Antarctica is a land unlike any other. A frozen wilderness of ice, rock and snow. Standing on the deck of your ship and watching the alien landscape, it’s easy to conjure up images of giant whales, failed expeditions, and heroic figures.
Despite it’s beauty, Antarctica is still relatively unknown and the cruise industry is only now beginning to take off.
So, if you’ve ever considered travelling to this wonderful continent and you’re still undecided, here’s 5 reasons why Antarctica should be on your travel bucket list.
The Friendly Wildlife
Antarctica is famed for its unique and friendly wildlife. Where else on earth can you sit next to penguins, or look into the eye of a whale? All expedition cruises to Antarctica focus on wildlife encounters by taking you on several zodiac trips a day and plenty of shore landings.
You’ll have the chance to spot leopard seals, chinstrap and adelie penguins, orca and minke whales, and much more.
For travellers wanting the ultimate wildlife experience in Antarctica, you’ll definitely want to visit South Georgia. If you’ve ever seen photos of battling elephant seals or giant colonies of king penguins, chances are they were taken on South Georgia Island. Your guides will know the best viewing points and you’ll probably hear the wildlife before you see it!
The Alien Landscape
As mentioned above, the landscape of Antarctica has an alien feel about it. This is due partly because of the lack of people and infrastructure, but it’s mainly due to the landscape itself. Antarctica is actually one of the more difficult places to put into words.
The ice melts away into snow and rock as your ship pushes forward through the cold water.
One of the delights of the Antarctic landscape is the icebergs. These huge ice blocks are carved into magnificent shapes and photographers absolutely love them!
The best time to see big icebergs is towards the beginning of the season when the ice has not had a chance to melt. If you’re lucky, you might spot a newly-flipped iceberg which creates bright-blue ice!
The Epic Kayaking
Although there are a host of adventure activities offered on Antarctica cruises such as camping, skiing, and diving, my personal favourite is kayaking! Why you ask? Well, for one thing, it allows you to explore small bays and icebergs in detail.
Because you’ll most likely be sailing on a fairly large ship, a kayak can reach the areas that are inaccessible by ship.
This means, you can kayak quietly next to ice floats where seals sleep, or kayak around an entire iceberg, getting pictures from every angle! Kayaking does not come as standard with your cruise though – you need to book ahead and pay around $600-$900 extra depending on the operator and itinerary.
The Infamous Drake Passage
Anyone who has considered visiting the White Continent has probably heard of the infamous Drake Passage!

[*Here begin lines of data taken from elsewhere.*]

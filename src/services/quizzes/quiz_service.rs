//! # 퀴즈 서비스
//!
//! 정답 키(보기의 `is_correct`, `correct_answer`, 해설)는 출제자와 관리자에게만
//! 보입니다. 응시자는 제출 결과의 문항별 판정만 받습니다.

use std::sync::Arc;
use mongodb::bson::{doc, oid::ObjectId, Document};
use singleton_macro::service;
use crate::core::errors::AppError;
use crate::domain::dto::common::{PaginatedResponse, PaginationQuery};
use crate::domain::dto::quizzes::{AttemptResponse, QuizFilter, QuizRequest, QuizResponse, QuizSummary, SubmitAttemptRequest};
use crate::domain::entities::quizzes::quiz::{Question, Quiz};
use crate::domain::entities::quizzes::quiz_attempt::QuizAttempt;
use crate::domain::models::auth::AuthenticatedUser;
use crate::repositories::courses::course_repo::CourseRepository;
use crate::repositories::quizzes::quiz_attempt_repo::QuizAttemptRepository;
use crate::repositories::quizzes::quiz_repo::QuizRepository;
use crate::repositories::users::user_repo::UserRepository;
use crate::services::access::ensure_owner_or_admin;
use crate::services::activity::ActivityService;
use crate::utils::id_utils::{parse_object_id, parse_optional_object_id, require_id};
use crate::utils::string_utils::clean_optional_string;

#[service(name = "quiz")]
pub struct QuizService {
    quiz_repo: Arc<QuizRepository>,
    quiz_attempt_repo: Arc<QuizAttemptRepository>,
    course_repo: Arc<CourseRepository>,
    user_repo: Arc<UserRepository>,
    activity_service: Arc<ActivityService>,
}

fn list_filter(filter: &QuizFilter) -> Result<Document, AppError> {
    let mut query = doc! {};
    if let Some(course_id) = parse_optional_object_id(filter.course_id.as_deref(), "course_id")? {
        query.insert("course_id", course_id);
    }
    Ok(query)
}

/// 요청 내용을 퀴즈에 반영하고 합계를 다시 계산합니다.
fn apply_request(quiz: &mut Quiz, request: QuizRequest, course_id: Option<ObjectId>) {
    quiz.title = request.title.trim().to_string();
    quiz.description = clean_optional_string(request.description);
    quiz.course_id = course_id;
    quiz.questions = request.questions.into_iter().map(Question::from).collect();
    quiz.duration_minutes = request.duration_minutes;
    quiz.sync_totals();
}

impl QuizService {
    pub async fn list(&self, filter: &QuizFilter, page: &PaginationQuery) -> Result<PaginatedResponse<QuizSummary>, AppError> {
        let quizzes = self.quiz_repo.list(list_filter(filter)?, page).await?;
        Ok(quizzes.map(QuizSummary::from))
    }

    /// 퀴즈 상세. 출제자/관리자에게만 정답 키를 포함합니다.
    pub async fn get(&self, auth: &AuthenticatedUser, quiz_id: &str) -> Result<QuizResponse, AppError> {
        let quiz = self.quiz_repo.get(&parse_object_id(quiz_id, "quiz_id")?).await?;

        let reveal = auth.is_admin() || match self.user_repo.find_by_clerk_id(&auth.user_id).await? {
            Some(viewer) => viewer.id.is_some_and(|id| quiz.is_owned_by(&id)),
            None => false,
        };

        Ok(QuizResponse::new(quiz, reveal))
    }

    pub async fn create(&self, auth: &AuthenticatedUser, request: QuizRequest) -> Result<QuizResponse, AppError> {
        let me = self.user_repo.find_profile(&auth.user_id).await?;
        let my_id = require_id(&me.id)?;
        let course_id = self.resolve_course(request.course_id.as_deref()).await?;

        let mut quiz = Quiz::new(String::new(), my_id, Vec::new());
        apply_request(&mut quiz, request, course_id);
        quiz.validate()?;

        let created = self.quiz_repo.create(quiz).await?;
        log::info!("📝 퀴즈 생성: {} ({}문항)", created.title, created.total_questions);

        self.activity_service.record(my_id, "quiz.create", "quiz", created.id).await;
        Ok(QuizResponse::new(created, true))
    }

    /// 전체 수정 (출제자 또는 관리자)
    pub async fn update(&self, auth: &AuthenticatedUser, quiz_id: &str, request: QuizRequest) -> Result<QuizResponse, AppError> {
        let (mut quiz, my_id) = self.load_for_write(auth, quiz_id).await?;
        let course_id = self.resolve_course(request.course_id.as_deref()).await?;

        apply_request(&mut quiz, request, course_id);
        quiz.validate()?;
        quiz.touch();
        self.quiz_repo.save(&quiz).await?;

        self.activity_service.record(my_id, "quiz.update", "quiz", quiz.id).await;
        Ok(QuizResponse::new(quiz, true))
    }

    /// 퀴즈와 응시 기록을 삭제합니다.
    pub async fn delete(&self, auth: &AuthenticatedUser, quiz_id: &str) -> Result<(), AppError> {
        let (quiz, my_id) = self.load_for_write(auth, quiz_id).await?;
        let id = require_id(&quiz.id)?;

        self.quiz_repo.delete(&id).await?;
        let removed = self.quiz_attempt_repo.delete_by_quiz(&id).await?;
        log::info!("🗑️ 퀴즈 삭제: {} (응시 {}건)", quiz.title, removed);

        self.activity_service.record(my_id, "quiz.delete", "quiz", Some(id)).await;
        Ok(())
    }

    /// 응답 제출 및 채점
    pub async fn submit_attempt(&self, auth: &AuthenticatedUser, quiz_id: &str, request: SubmitAttemptRequest) -> Result<AttemptResponse, AppError> {
        let quiz_id = parse_object_id(quiz_id, "quiz_id")?;
        let quiz = self.quiz_repo.get(&quiz_id).await?;
        let me = self.user_repo.find_profile(&auth.user_id).await?;
        let my_id = require_id(&me.id)?;

        let attempt = QuizAttempt::grade(&quiz, quiz_id, my_id, request.answers);
        let created = self.quiz_attempt_repo.create(attempt).await?;

        log::debug!("퀴즈 채점: {} → {}/{}", me.username, created.score, created.total_marks);
        self.activity_service
            .record_with(my_id, "quiz.attempt", "quiz", Some(quiz_id), doc! { "score": created.score })
            .await;

        Ok(AttemptResponse::from(created))
    }

    /// 내 응시 기록 (최신순)
    pub async fn my_attempts(&self, auth: &AuthenticatedUser, quiz_id: &str) -> Result<Vec<AttemptResponse>, AppError> {
        let quiz_id = parse_object_id(quiz_id, "quiz_id")?;
        self.quiz_repo.get(&quiz_id).await?;
        let me = self.user_repo.find_profile(&auth.user_id).await?;

        let attempts = self.quiz_attempt_repo.list_for_user(&quiz_id, &require_id(&me.id)?).await?;
        Ok(attempts.into_iter().map(AttemptResponse::from).collect())
    }

    /// 연결할 강좌가 있으면 존재를 확인합니다.
    async fn resolve_course(&self, course_id: Option<&str>) -> Result<Option<ObjectId>, AppError> {
        match parse_optional_object_id(course_id, "course_id")? {
            Some(id) => {
                self.course_repo.get(&id).await?;
                Ok(Some(id))
            }
            None => Ok(None),
        }
    }

    async fn load_for_write(&self, auth: &AuthenticatedUser, quiz_id: &str) -> Result<(Quiz, ObjectId), AppError> {
        let quiz = self.quiz_repo.get(&parse_object_id(quiz_id, "quiz_id")?).await?;
        let me = self.user_repo.find_profile(&auth.user_id).await?;
        let my_id = require_id(&me.id)?;

        ensure_owner_or_admin(quiz.is_owned_by(&my_id), auth, "퀴즈를 수정할 권한이 없습니다")?;
        Ok((quiz, my_id))
    }
}

#[cfg(test)]
mod tests {
    use super::*;
    use crate::domain::dto::quizzes::QuestionRequest;
    use crate::domain::entities::quizzes::quiz::{QuestionType, QuizOption};

    fn tita_request(marks: f64) -> QuestionRequest {
        QuestionRequest {
            id: None,
            question_type: QuestionType::Tita,
            text: "2 + 2 = ?".to_string(),
            options: Vec::new(),
            correct_answer: Some("4".to_string()),
            marks,
            negative_marks: 0.0,
            explanation: None,
        }
    }

    #[test]
    fn test_apply_request_recomputes_totals() {
        let mut quiz = Quiz::new(String::new(), ObjectId::new(), Vec::new());
        let request = QuizRequest {
            title: "  Week 1 ".to_string(),
            questions: vec![tita_request(2.0), tita_request(3.0)],
            ..Default::default()
        };

        apply_request(&mut quiz, request, None);

        assert_eq!(quiz.title, "Week 1");
        assert_eq!(quiz.total_marks, 5.0);
        assert_eq!(quiz.total_questions, 2);
        assert!(quiz.validate().is_ok());
    }

    #[test]
    fn test_apply_request_then_validate_rejects_bad_choice_question() {
        let mut quiz = Quiz::new(String::new(), ObjectId::new(), Vec::new());
        let request = QuizRequest {
            title: "Week 2".to_string(),
            questions: vec![QuestionRequest {
                question_type: QuestionType::MultipleChoice,
                options: vec![
                    QuizOption { text: "a".to_string(), is_correct: true },
                    QuizOption { text: "b".to_string(), is_correct: true },
                ],
                correct_answer: None,
                ..tita_request(1.0)
            }],
            ..Default::default()
        };

        apply_request(&mut quiz, request, None);
        assert!(matches!(quiz.validate(), Err(AppError::ValidationError(_))));
    }

    #[test]
    fn test_list_filter() {
        assert!(list_filter(&QuizFilter::default()).unwrap().is_empty());

        let course_id = ObjectId::new();
        let filter = QuizFilter { course_id: Some(course_id.to_hex()) };
        assert_eq!(list_filter(&filter).unwrap().get_object_id("course_id").unwrap(), course_id);
    }
}
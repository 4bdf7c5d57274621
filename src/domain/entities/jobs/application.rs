use mongodb::bson::{oid::ObjectId, DateTime};
use serde::{Deserialize, Serialize};
use utoipa::ToSchema;

#[derive(Debug, Clone, Copy, Default, PartialEq, Eq, Serialize, Deserialize, ToSchema)]
#[serde(rename_all = "snake_case")]
pub enum ApplicationStatus {
    #[default]
    Pending,
    Reviewed,
    Accepted,
    Rejected,
}

impl ApplicationStatus {
    pub const ALL: [ApplicationStatus; 4] = [
        ApplicationStatus::Pending,
        ApplicationStatus::Reviewed,
        ApplicationStatus::Accepted,
        ApplicationStatus::Rejected,
    ];

    pub fn as_str(&self) -> &'static str {
        match self {
            ApplicationStatus::Pending => "pending",
            ApplicationStatus::Reviewed => "reviewed",
            ApplicationStatus::Accepted => "accepted",
            ApplicationStatus::Rejected => "rejected",
        }
    }
}

#[derive(Debug, Clone, PartialEq, Serialize, Deserialize, ToSchema)]
pub struct ApplicationAnswer {
    pub question_id: String,
    pub answer: String,
}

/// `applications` 컬렉션 문서
#[derive(Debug, Clone, PartialEq, Serialize, Deserialize)]
pub struct Application {
    #[serde(rename = "_id", skip_serializing_if = "Option::is_none")]
    pub id: Option<ObjectId>,
    pub job_id: ObjectId,
    pub applicant_id: ObjectId,
    #[serde(default)]
    pub answers: Vec<ApplicationAnswer>,
    #[serde(default)]
    pub resume_url: Option<String>,
    #[serde(default)]
    pub cover_letter: Option<String>,
    #[serde(default)]
    pub status: ApplicationStatus,
    /// 지원 접수 확인용 무작위 토큰
    pub confirmation_token: String,
    pub created_at: DateTime,
    pub updated_at: DateTime,
}

impl Application {
    pub fn new(job_id: ObjectId, applicant_id: ObjectId, answers: Vec<ApplicationAnswer>) -> Self {
        let now = DateTime::now();
        Self {
            id: None,
            job_id,
            applicant_id,
            answers,
            resume_url: None,
            cover_letter: None,
            status: ApplicationStatus::Pending,
            confirmation_token: uuid::Uuid::new_v4().simple().to_string(),
            created_at: now,
            updated_at: now,
        }
    }
}

#[cfg(test)]
mod tests {
    use super::*;

    #[test]
    fn test_confirmation_tokens_are_random() {
        let a = Application::new(ObjectId::new(), ObjectId::new(), vec![]);
        let b = Application::new(ObjectId::new(), ObjectId::new(), vec![]);

        assert_eq!(a.confirmation_token.len(), 32);
        assert_ne!(a.confirmation_token, b.confirmation_token);
        assert_eq!(a.status, ApplicationStatus::Pending);
    }

    #[test]
    fn test_status_serialization() {
        assert_eq!(serde_json::to_string(&ApplicationStatus::Accepted).unwrap(), "\"accepted\"");
        let status: ApplicationStatus = serde_json::from_str("\"reviewed\"").unwrap();
        assert_eq!(status.as_str(), "reviewed");
    }
}
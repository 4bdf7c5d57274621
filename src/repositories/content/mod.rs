//! 출판물 / 일정 리포지토리

pub mod publication_repo;
pub mod schedule_repo;
//! 사용자 프로필 서비스 모듈
//!
//! # Examples
//!
//! ```rust,ignore
//! use crate::services::users::UserService;
//!
//! let user_service = UserService::instance();
//! let profile = user_service.get_me(&auth).await?;
//! ```

pub mod user_service;

pub use user_service::UserService;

The Passage is the body of water separating Southern Argentina from the Antarctic Peninsula and has a fearsome reputation for rough seas!
The Passage is considered to be a rite-of-passage by many Antarctic travellers and its often regarded as a trip highlight! This really depends on how well you deal with motion sickness though…
Regardless of its reputation, the Drake Passage is more often calm than rough and is regularly referred to as the ‘Drake Lake’. I would agree that the Drake Passage is an experience in its own right and something not to be missed. However, if you suffer from seasickness then I suggest taking a fly-cruise option.
The Freezing Polar Plunge
The polar plunge is one of the most awful experiences of your life. It’s also one of the best! Most operators will offer passengers the chance to jump from the ship into the freezing Antarctic sea. You’re probably thinking that sounds cold… well actually it’s colder!
As my body hit the water I felt like a thousand knives had been stabbed into me at once.
Although my face was grimacing during the whole experience, once I was back on board and warm, I couldn’t stop smiling! It’s certainly a great story to tell friends, even if it’s the coldest experience of your entire life.